**Task details:** Which lines of the records contain "stays"? Collect every one of them.

**Records provided:**
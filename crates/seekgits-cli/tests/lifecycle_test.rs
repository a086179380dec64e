//! Integration tests: lifecycle commands against a real git repository.
//!
//! These shell out to `git` the way the commands do in production; the
//! keyring stays in-memory. Tests are skipped when git is unavailable.

mod common;

use std::path::Path;
use std::process::Command;

use tempfile::TempDir;

use common::FakeKeyring;
use seekgits_cli::commands;
use seekgits_core::SeekgitsError;
use seekgits_git::{Attributes, GitRepo};
use seekgits_store::ConfigStore;

fn git_available() -> bool {
    Command::new("git")
        .arg("--version")
        .output()
        .map(|o| o.status.success())
        .unwrap_or(false)
}

/// A fresh `git init` repo with one plaintext secret file and an
/// initialized manifest.
fn setup() -> (TempDir, GitRepo, ConfigStore) {
    let dir = TempDir::new().unwrap();
    let status = Command::new("git")
        .args(["init", "-q"])
        .current_dir(dir.path())
        .status()
        .expect("running git init");
    assert!(status.success());

    std::fs::create_dir_all(dir.path().join("secrets")).unwrap();
    std::fs::write(dir.path().join("secrets/.env"), b"SECRET=hello123\n").unwrap();

    let repo = GitRepo::at(dir.path());
    let store = ConfigStore::new(dir.path());
    store.init().unwrap();
    (dir, repo, store)
}

/// Manifest entries and attribute entries must always name the same
/// path set.
fn assert_manifest_attributes_in_sync(root: &Path) {
    let store = ConfigStore::new(root);
    let attrs = Attributes::in_repo(root);

    let mut manifest_paths: Vec<String> =
        store.load().unwrap().files.keys().cloned().collect();
    let mut attr_paths = attrs.list_filtered().unwrap();
    manifest_paths.sort();
    attr_paths.sort();
    assert_eq!(manifest_paths, attr_paths);
}

#[test]
fn encrypt_tracks_a_file() {
    if !git_available() {
        eprintln!("git not available; skipping");
        return;
    }
    let (dir, repo, store) = setup();
    let keyring = FakeKeyring::holding(&["alice@example.org"]);

    commands::encrypt(&repo, &keyring, &dir.path().join("secrets/.env")).unwrap();

    let manifest = store.load().unwrap();
    let tracked = manifest.files.get("secrets/.env").expect("tracked entry");
    assert!(tracked.keys.contains_key("alice@example.org"));

    let attrs = Attributes::in_repo(dir.path());
    assert!(attrs.has_filter("secrets/.env").unwrap());

    // The working copy stays plaintext.
    let content = std::fs::read(dir.path().join("secrets/.env")).unwrap();
    assert_eq!(content, b"SECRET=hello123\n");

    assert_manifest_attributes_in_sync(dir.path());
}

#[test]
fn encrypt_twice_fails() {
    if !git_available() {
        eprintln!("git not available; skipping");
        return;
    }
    let (dir, repo, _store) = setup();
    let keyring = FakeKeyring::holding(&["alice@example.org"]);
    let path = dir.path().join("secrets/.env");

    commands::encrypt(&repo, &keyring, &path).unwrap();
    let err = commands::encrypt(&repo, &keyring, &path).unwrap_err();
    assert!(matches!(err, SeekgitsError::AlreadyTracked(_)));
}

#[test]
fn encrypt_requires_an_identity() {
    if !git_available() {
        eprintln!("git not available; skipping");
        return;
    }
    let (dir, repo, _store) = setup();
    let keyring = FakeKeyring::holding(&[]);

    let err = commands::encrypt(&repo, &keyring, &dir.path().join("secrets/.env")).unwrap_err();
    assert!(matches!(err, SeekgitsError::NoIdentity));
}

#[test]
fn encrypt_requires_the_file_to_exist() {
    if !git_available() {
        eprintln!("git not available; skipping");
        return;
    }
    let (dir, repo, _store) = setup();
    let keyring = FakeKeyring::holding(&["alice@example.org"]);

    let err = commands::encrypt(&repo, &keyring, &dir.path().join("missing.txt")).unwrap_err();
    assert!(matches!(err, SeekgitsError::InvalidPath { .. }));
}

#[test]
fn share_adds_a_recipient() {
    if !git_available() {
        eprintln!("git not available; skipping");
        return;
    }
    let (dir, repo, store) = setup();
    let keyring = FakeKeyring::holding(&["alice@example.org"]);
    let path = dir.path().join("secrets/.env");

    commands::encrypt(&repo, &keyring, &path).unwrap();
    commands::share(&repo, &keyring, &path, "bob@example.org").unwrap();

    assert_eq!(
        store.list_recipients("secrets/.env").unwrap(),
        vec!["alice@example.org", "bob@example.org"]
    );
}

#[test]
fn share_rejects_duplicate_recipient() {
    if !git_available() {
        eprintln!("git not available; skipping");
        return;
    }
    let (dir, repo, _store) = setup();
    let keyring = FakeKeyring::holding(&["alice@example.org"]);
    let path = dir.path().join("secrets/.env");

    commands::encrypt(&repo, &keyring, &path).unwrap();
    let err = commands::share(&repo, &keyring, &path, "alice@example.org").unwrap_err();
    assert!(matches!(err, SeekgitsError::RecipientDuplicate { .. }));
}

#[test]
fn share_requires_current_access() {
    if !git_available() {
        eprintln!("git not available; skipping");
        return;
    }
    let (dir, repo, _store) = setup();
    let keyring = FakeKeyring::holding(&["alice@example.org"]);
    let path = dir.path().join("secrets/.env");

    commands::encrypt(&repo, &keyring, &path).unwrap();

    // A caller without alice's private material cannot grant access.
    let stranger = FakeKeyring::holding(&["mallory@example.org"]);
    let err = commands::share(&repo, &stranger, &path, "mallory@example.org").unwrap_err();
    assert!(matches!(err, SeekgitsError::NoAccess { .. }));
}

#[test]
fn remove_stops_tracking_and_deletes_working_copy() {
    if !git_available() {
        eprintln!("git not available; skipping");
        return;
    }
    let (dir, repo, store) = setup();
    let keyring = FakeKeyring::holding(&["alice@example.org"]);
    let path = dir.path().join("secrets/.env");

    commands::encrypt(&repo, &keyring, &path).unwrap();
    commands::remove(&repo, &path).unwrap();

    assert!(store.load().unwrap().files.is_empty());
    assert!(!path.exists(), "working copy must be deleted");

    let attrs = Attributes::in_repo(dir.path());
    assert!(!attrs.has_filter("secrets/.env").unwrap());
    assert_manifest_attributes_in_sync(dir.path());
}

#[test]
fn remove_untracked_fails() {
    if !git_available() {
        eprintln!("git not available; skipping");
        return;
    }
    let (dir, repo, _store) = setup();

    let err = commands::remove(&repo, &dir.path().join("secrets/.env")).unwrap_err();
    assert!(matches!(err, SeekgitsError::NotTracked(_)));
}

#[test]
fn status_reports_tracked_files() {
    if !git_available() {
        eprintln!("git not available; skipping");
        return;
    }
    let (dir, repo, _store) = setup();
    let keyring = FakeKeyring::holding(&["alice@example.org"]);
    let path = dir.path().join("secrets/.env");

    commands::encrypt(&repo, &keyring, &path).unwrap();
    commands::status(&repo, &keyring, None).unwrap();
    commands::status(&repo, &keyring, Some(path.as_path())).unwrap();

    let err = commands::status(&repo, &keyring, Some(&dir.path().join("nope.txt"))).unwrap_err();
    assert!(matches!(err, SeekgitsError::NotTracked(_)));
}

**Response area:**
//! keyring stays in-memory. Tests are skipped when git is unavailable.
    // The working copy stays plaintext.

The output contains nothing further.